ABSTRACT

These include artificial neural networks that take the input patterns generated by the array of conducting polymer sensors [I], which may be trained to associate these patterns with particular classes of volatile chemicals that may be of interest to the user. Such architectures include 2-layer systems trained by conventional back-propagation of error [2] and radial basis function network [3]. Of particular interest to us is not only the identification of odour classes, but also the prediction of odour concentrations, even when the background may be complex. The quantification of odours is very desirable feature in real life and is much more difficult to predict concentration levels of single chemicals or mixture than classification of different chemicals. Most of researchers have tried to classify the odour identification and to predict concentration levels for odours separately using different

algorithms.
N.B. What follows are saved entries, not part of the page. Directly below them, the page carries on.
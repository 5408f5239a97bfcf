//! src/services/local_storage.rs
//!
//! LocalStorage: an `ObjectStorage` backend on the local filesystem, used
//! for development and tests. Payloads are sharded beneath
//! `base_path/{shard}/{shard}/{key}` to keep directory fan-out small.

use super::object_storage::{ObjectStorage, StorageError, StorageResult};
use async_trait::async_trait;
use bytes::Bytes;
use std::{
    io::{self, ErrorKind},
    path::{Path, PathBuf},
};
use tokio::{
    fs::{self, File},
    io::AsyncWriteExt,
};
use tracing::debug;
use uuid::Uuid;

const MAX_OBJECT_KEY_LEN: usize = 1024;

#[derive(Clone, Debug)]
pub struct LocalStorage {
    /// Root directory for object payloads. Plays the role of the bucket.
    base_path: PathBuf,

    /// Prefix used to build object URLs.
    base_url: String,

    /// Display name reported by `bucket()`.
    name: String,
}

impl LocalStorage {
    /// Create the root directory if needed and return the backend.
    pub async fn new(base_path: impl Into<PathBuf>, base_url: Option<String>) -> StorageResult<Self> {
        let base_path = base_path.into();
        fs::create_dir_all(&base_path).await?;

        let base_url = base_url
            .unwrap_or_else(|| format!("file://{}", base_path.display()))
            .trim_end_matches('/')
            .to_string();
        let name = base_path.display().to_string();

        Ok(Self {
            base_path,
            base_url,
            name,
        })
    }

    /// Reject keys that could escape `base_path`. Dots inside a segment are
    /// fine; only whole `.` or `..` segments are refused.
    fn ensure_key_safe(&self, key: &str) -> StorageResult<()> {
        let unsafe_key = key.is_empty()
            || key.len() > MAX_OBJECT_KEY_LEN
            || key.starts_with('/')
            || key.split('/').any(|segment| segment == ".." || segment == ".")
            || key.bytes().any(|b| b.is_ascii_control() || b == b'\\');
        if unsafe_key {
            return Err(StorageError::InvalidKey(key.to_string()));
        }
        Ok(())
    }

    /// Two-level shard names from MD5(key), as lowercase hex (00–ff).
    fn object_shards(key: &str) -> (String, String) {
        let digest = md5::compute(key);
        (format!("{:02x}", digest[0]), format!("{:02x}", digest[1]))
    }

    fn object_path(&self, key: &str) -> PathBuf {
        let (shard_a, shard_b) = Self::object_shards(key);
        let mut path = self.base_path.clone();
        path.push(shard_a);
        path.push(shard_b);
        path.push(key);
        path
    }

    fn object_url(&self, key: &str) -> String {
        format!("{}/{}", self.base_url, key)
    }

    /// Remove empty directories from `start` up to (not including) `stop`.
    async fn prune_empty_dirs(&self, start: &Path, stop: &Path) {
        let mut current = start.to_path_buf();
        while current.starts_with(stop) && current != stop {
            match fs::remove_dir(&current).await {
                Ok(_) => match current.parent() {
                    Some(parent) => current = parent.to_path_buf(),
                    None => break,
                },
                Err(err) if err.kind() == ErrorKind::NotFound => break,
                Err(err) if err.kind() == ErrorKind::DirectoryNotEmpty => break,
                Err(err) => {
                    debug!("failed to prune directory {}: {}", current.display(), err);
                    break;
                }
            }
        }
    }
}

#[async_trait]
impl ObjectStorage for LocalStorage {
    /// Write to a temp file, fsync, then rename into place so a failed
    /// write never leaves a partial object at `key`.
    async fn put(&self, key: &str, content: Bytes, _content_type: &str) -> StorageResult<String> {
        self.ensure_key_safe(key)?;

        let file_path = self.object_path(key);
        let parent = file_path.parent().map(Path::to_path_buf).ok_or_else(|| {
            StorageError::Io(io::Error::new(
                ErrorKind::Other,
                "object path missing parent directory",
            ))
        })?;
        fs::create_dir_all(&parent)
            .await
            .map_err(|err| StorageError::WriteFailed(err.to_string()))?;

        let tmp_path = parent.join(format!(".tmp-{}", Uuid::new_v4()));
        let write = async {
            let mut file = File::create(&tmp_path).await?;
            file.write_all(&content).await?;
            file.flush().await?;
            file.sync_all().await?;
            fs::rename(&tmp_path, &file_path).await
        };
        if let Err(err) = write.await {
            let _ = fs::remove_file(&tmp_path).await;
            return Err(StorageError::WriteFailed(err.to_string()));
        }

        debug!(key = %key, size_bytes = content.len(), "stored object on disk");
        Ok(self.object_url(key))
    }

    async fn delete(&self, key: &str) -> StorageResult<()> {
        self.ensure_key_safe(key)?;

        let file_path = self.object_path(key);
        match fs::remove_file(&file_path).await {
            Ok(_) => debug!("removed physical file {}", file_path.display()),
            Err(err) if err.kind() == ErrorKind::NotFound => {
                debug!("file {} already missing", file_path.display());
            }
            Err(err) => return Err(StorageError::Unavailable(err.to_string())),
        }

        if let Some(parent) = file_path.parent() {
            self.prune_empty_dirs(parent, &self.base_path).await;
        }

        Ok(())
    }

    /// Write, read back and remove a probe file under `base_path`.
    async fn head_bucket(&self) -> StorageResult<()> {
        let probe = self.base_path.join(format!(".probe-{}", Uuid::new_v4()));
        let result = async {
            fs::write(&probe, b"probe").await?;
            let bytes = fs::read(&probe).await?;
            if bytes != b"probe" {
                return Err(io::Error::new(ErrorKind::InvalidData, "probe content mismatch"));
            }
            Ok(())
        }
        .await;

        let _ = fs::remove_file(&probe).await;
        result.map_err(|err| {
            StorageError::Unavailable(format!("{}: {}", self.base_path.display(), err))
        })
    }

    fn bucket(&self) -> &str {
        &self.name
    }
}

#[cfg(test)]
mod tests {
    use super::*;
    use tempfile::TempDir;

    async fn storage() -> (TempDir, LocalStorage) {
        let dir = TempDir::new().unwrap();
        let storage = LocalStorage::new(dir.path(), Some("http://localhost/objects/".into()))
            .await
            .unwrap();
        (dir, storage)
    }

    #[tokio::test]
    async fn put_writes_payload_and_returns_url() {
        let (_dir, storage) = storage().await;
        let key = "videos/abc_clip.mp4";

        let url = storage
            .put(key, Bytes::from_static(b"0123456789"), "video/mp4")
            .await
            .unwrap();

        assert_eq!(url, "http://localhost/objects/videos/abc_clip.mp4");
        let on_disk = fs::read(storage.object_path(key)).await.unwrap();
        assert_eq!(on_disk, b"0123456789");
    }

    #[tokio::test]
    async fn delete_is_idempotent() {
        let (_dir, storage) = storage().await;
        let key = "videos/abc_clip.mp4";
        storage.put(key, Bytes::from_static(b"x"), "video/mp4").await.unwrap();

        storage.delete(key).await.unwrap();
        assert!(!storage.object_path(key).exists());
        storage.delete(key).await.unwrap();
        storage.delete("videos/never-written.mp4").await.unwrap();
    }

    #[tokio::test]
    async fn delete_prunes_empty_shard_directories() {
        let (dir, storage) = storage().await;
        let key = "videos/abc_clip.mp4";
        storage.put(key, Bytes::from_static(b"x"), "video/mp4").await.unwrap();
        storage.delete(key).await.unwrap();

        let mut entries = fs::read_dir(dir.path()).await.unwrap();
        assert!(entries.next_entry().await.unwrap().is_none());
    }

    #[tokio::test]
    async fn unsafe_keys_are_rejected() {
        let (_dir, storage) = storage().await;
        for key in ["", "/etc/passwd", "videos/../../x", "videos/./x", "a\\b"] {
            let err = storage.put(key, Bytes::new(), "video/mp4").await.unwrap_err();
            assert!(matches!(err, StorageError::InvalidKey(_)), "{key}");
        }
    }

    #[tokio::test]
    async fn dots_inside_a_segment_are_allowed() {
        let (_dir, storage) = storage().await;
        let key = "videos/abc_my..clip.mp4";

        storage.put(key, Bytes::from_static(b"x"), "video/mp4").await.unwrap();
        assert!(storage.object_path(key).exists());
        storage.delete(key).await.unwrap();
    }

    #[tokio::test]
    async fn head_bucket_succeeds_on_writable_dir() {
        let (_dir, storage) = storage().await;
        storage.head_bucket().await.unwrap();
    }
}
In this paper, we have investigated the properties of multilayer perceptron (MLP) for odour pattern classification and concentration estimation simultaneously. When the MLP may be has a fast convergence speed with small error and excellent mapping ability for classification, it can be possible to use for classification and concentration prediction of volatile chemicals simultaneously. However, the conventional MLP, which is backpropagation of error based on the gradient method, was difficult to use for odour classification and concentration estimation simultaneously, because it slow to converge and may fall into the local minimum. We adapted the Levenberg-Marquardt (L-M) algorithm [4,5], having advantages both the steepest descent method and the Gauss-Newton method instead of the conventional steepest descent method for the simultaneous classification and concentration estimation of odours. It is confirmed by experimental trails with the electronic odour sensing system, which has been constructed at UMIST by Dr. Krishna C. Persaud.